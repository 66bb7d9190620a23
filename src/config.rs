use serde::Deserialize;
use std::{env, fmt, fs, future::Future, path::Path, path::PathBuf, pin::Pin, sync::Arc};

use crate::access::AccessPolicy;
use crate::auth::{AuthenticatedUser, JwtAttributes, JwtContext, RequestContext};

pub const API_KEY_ENV: &str = "VORTEX_API_KEY";
pub const API_BASE_URL_ENV: &str = "VORTEX_API_BASE_URL";
pub const SETTINGS_PATH_ENV: &str = "VORTEX_CONFIG";
pub const DEFAULT_API_BASE_URL: &str = "https://api.vortexsoftware.com";

/// Future returned by application hooks.
pub type HookFuture<T> = Pin<Box<dyn Future<Output = anyhow::Result<T>> + Send>>;

/// Maps a request to the user making it, if any.
pub type AuthenticateHook =
    Arc<dyn Fn(Arc<RequestContext>) -> HookFuture<Option<AuthenticatedUser>> + Send + Sync>;

/// Produces extra JWT attributes for a request and its optional client context.
pub type JwtAttributesHook =
    Arc<dyn Fn(Arc<RequestContext>, Option<JwtContext>) -> HookFuture<JwtAttributes> + Send + Sync>;

/// Application-supplied configuration of the adapter.
///
/// Built once at startup and handed to a [`ConfigStore`](crate::store::ConfigStore),
/// which locks it. An empty `api_key` defers to `VORTEX_API_KEY` at read time.
#[derive(Clone, Default)]
pub struct VortexConfig {
    pub api_key: String,
    pub api_base_url: Option<String>,
    pub authenticate_user: Option<AuthenticateHook>,
    pub generate_jwt_attributes: Option<JwtAttributesHook>,
    pub access: AccessPolicy,
}

impl VortexConfig {
    pub fn new(api_key: impl Into<String>) -> Self {
        Self {
            api_key: api_key.into(),
            ..Self::default()
        }
    }

    pub fn with_base_url(mut self, url: impl Into<String>) -> Self {
        self.api_base_url = Some(url.into());
        self
    }

    pub fn authenticate_user<F, Fut>(mut self, hook: F) -> Self
    where
        F: Fn(Arc<RequestContext>) -> Fut + Send + Sync + 'static,
        Fut: Future<Output = anyhow::Result<Option<AuthenticatedUser>>> + Send + 'static,
    {
        self.authenticate_user = Some(Arc::new(
            move |request| -> HookFuture<Option<AuthenticatedUser>> { Box::pin(hook(request)) },
        ));
        self
    }

    pub fn generate_jwt_attributes<F, Fut>(mut self, hook: F) -> Self
    where
        F: Fn(Arc<RequestContext>, Option<JwtContext>) -> Fut + Send + Sync + 'static,
        Fut: Future<Output = anyhow::Result<JwtAttributes>> + Send + 'static,
    {
        self.generate_jwt_attributes = Some(Arc::new(
            move |request, context| -> HookFuture<JwtAttributes> { Box::pin(hook(request, context)) },
        ));
        self
    }

    pub fn access_policy(mut self, policy: AccessPolicy) -> Self {
        self.access = policy;
        self
    }
}

impl fmt::Debug for VortexConfig {
    fn fmt(&self, f: &mut fmt::Formatter<'_>) -> fmt::Result {
        f.debug_struct("VortexConfig")
            .field("api_key", &redact(&self.api_key))
            .field("api_base_url", &self.api_base_url)
            .field("authenticate_user", &self.authenticate_user.is_some())
            .field("generate_jwt_attributes", &self.generate_jwt_attributes.is_some())
            .field("access", &self.access)
            .finish()
    }
}

/// Configuration as seen by a single request.
///
/// `api_key` is never empty; `api_base_url` is `None` when neither the
/// locked configuration nor the environment sets one.
#[derive(Clone)]
pub struct ResolvedConfig {
    pub api_key: String,
    pub api_base_url: Option<String>,
    pub authenticate_user: Option<AuthenticateHook>,
    pub generate_jwt_attributes: Option<JwtAttributesHook>,
    pub access: AccessPolicy,
}

impl ResolvedConfig {
    /// Base URL of the Vortex API, falling back to the public endpoint.
    pub fn base_url(&self) -> &str {
        self.api_base_url.as_deref().unwrap_or(DEFAULT_API_BASE_URL)
    }
}

impl fmt::Debug for ResolvedConfig {
    fn fmt(&self, f: &mut fmt::Formatter<'_>) -> fmt::Result {
        f.debug_struct("ResolvedConfig")
            .field("api_key", &redact(&self.api_key))
            .field("api_base_url", &self.api_base_url)
            .field("authenticate_user", &self.authenticate_user.is_some())
            .field("generate_jwt_attributes", &self.generate_jwt_attributes.is_some())
            .field("access", &self.access)
            .finish()
    }
}

fn redact(key: &str) -> &'static str {
    if key.is_empty() { "<unset>" } else { "<redacted>" }
}

// Settings file for the standalone server. Only the plain fields live here;
// hooks are code and get attached by the binary.
#[derive(Debug, Default, Deserialize, PartialEq, Eq)]
#[serde(rename_all = "camelCase")]
pub struct VortexSettings {
    #[serde(default)]
    pub api_key: Option<String>,
    #[serde(default)]
    pub api_base_url: Option<String>,
}

impl VortexSettings {
    pub fn from_file(path: &Path) -> anyhow::Result<Self> {
        let raw = fs::read_to_string(path)?;
        let mut settings: VortexSettings = serde_json::from_str(&raw)?;

        if let Some(key) = settings.api_key.as_mut() {
            *key = expand_env_vars(key);
        }
        if let Some(url) = settings.api_base_url.as_mut() {
            *url = expand_env_vars(url);
        }

        Ok(settings)
    }

    /// Turn the settings into a configuration without hooks.
    ///
    /// A missing key stays empty so the store falls back to the environment.
    pub fn into_config(self) -> VortexConfig {
        VortexConfig {
            api_key: self.api_key.unwrap_or_default(),
            api_base_url: self.api_base_url.filter(|url| !url.is_empty()),
            ..VortexConfig::default()
        }
    }
}

/// Locate the settings file: `VORTEX_CONFIG`, then `./vortex.json`.
pub fn resolve_settings_path() -> Option<PathBuf> {
    if let Ok(p) = env::var(SETTINGS_PATH_ENV) {
        return Some(PathBuf::from(p));
    }

    let candidate = PathBuf::from("vortex.json");
    if candidate.exists() {
        return Some(candidate);
    }

    None
}

/// Replace `${NAME}` with the value of environment variable `NAME`.
/// Unknown variables are left untouched.
fn expand_env_vars(input: &str) -> String {
    let mut out = String::with_capacity(input.len());
    let mut chars = input.chars().peekable();

    while let Some(ch) = chars.next() {
        if ch == '$' && matches!(chars.peek(), Some('{')) {
            chars.next(); // consume '{'
            let mut name = String::new();
            for c in chars.by_ref() {
                if c == '}' {
                    break;
                }
                name.push(c);
            }
            match env::var(&name) {
                Ok(val) => out.push_str(&val),
                Err(_) => {
                    out.push_str("${");
                    out.push_str(&name);
                    out.push('}');
                }
            }
        } else {
            out.push(ch);
        }
    }

    out
}

#[cfg(test)]
mod tests {
    use super::*;
    use std::io::Write;

    #[test]
    fn test_expand_env_vars() {
        // PATH is set in any sane test environment.
        let path = env::var("PATH").unwrap();
        assert_eq!(expand_env_vars("x-${PATH}-y"), format!("x-{}-y", path));
        assert_eq!(
            expand_env_vars("${VORTEX_TEST_SURELY_UNSET_VAR}"),
            "${VORTEX_TEST_SURELY_UNSET_VAR}"
        );
        assert_eq!(expand_env_vars("no vars $here"), "no vars $here");
    }

    #[test]
    fn test_settings_from_file() {
        let mut file = tempfile::NamedTempFile::new().unwrap();
        write!(
            file,
            r#"{{"apiKey": "${{VORTEX_TEST_SURELY_UNSET_VAR}}", "apiBaseUrl": "https://staging.example.com"}}"#
        )
        .unwrap();

        let settings = VortexSettings::from_file(file.path()).unwrap();
        assert_eq!(settings.api_key.as_deref(), Some("${VORTEX_TEST_SURELY_UNSET_VAR}"));
        assert_eq!(settings.api_base_url.as_deref(), Some("https://staging.example.com"));

        let config = settings.into_config();
        assert_eq!(config.api_base_url.as_deref(), Some("https://staging.example.com"));
        assert!(config.authenticate_user.is_none());
    }

    #[test]
    fn test_settings_missing_fields() {
        let mut file = tempfile::NamedTempFile::new().unwrap();
        write!(file, "{{}}").unwrap();

        let config = VortexSettings::from_file(file.path()).unwrap().into_config();
        assert_eq!(config.api_key, "");
        assert_eq!(config.api_base_url, None);
    }

    #[test]
    fn test_invalid_settings_file() {
        let mut file = tempfile::NamedTempFile::new().unwrap();
        write!(file, "not json").unwrap();
        assert!(VortexSettings::from_file(file.path()).is_err());
    }

    #[test]
    fn test_debug_redacts_api_key() {
        let config = VortexConfig::new("super-secret").with_base_url("https://api.test");
        let rendered = format!("{:?}", config);
        assert!(!rendered.contains("super-secret"));
        assert!(rendered.contains("<redacted>"));
        assert!(rendered.contains("https://api.test"));
    }
}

*What to do*: Write the lines again exactly, from the first line of the material above to the line that includes "pub const API_BASE_URL_ENV: &str", both included. Leave out all the rest.

*Written answer*:
repository 66bb7d9190620a23
filename src/config.rs
use serde::Deserialize;
use std::{env, fmt, fs, future::Future, path::Path, path::PathBuf, pin::Pin, sync::Arc};

use crate::access::AccessPolicy;
use crate::auth::{AuthenticatedUser, JwtAttributes, JwtContext, RequestContext};

pub const API_KEY_ENV: &str = "VORTEX_API_KEY";
pub const API_BASE_URL_ENV: &str = "VORTEX_API_BASE_URL";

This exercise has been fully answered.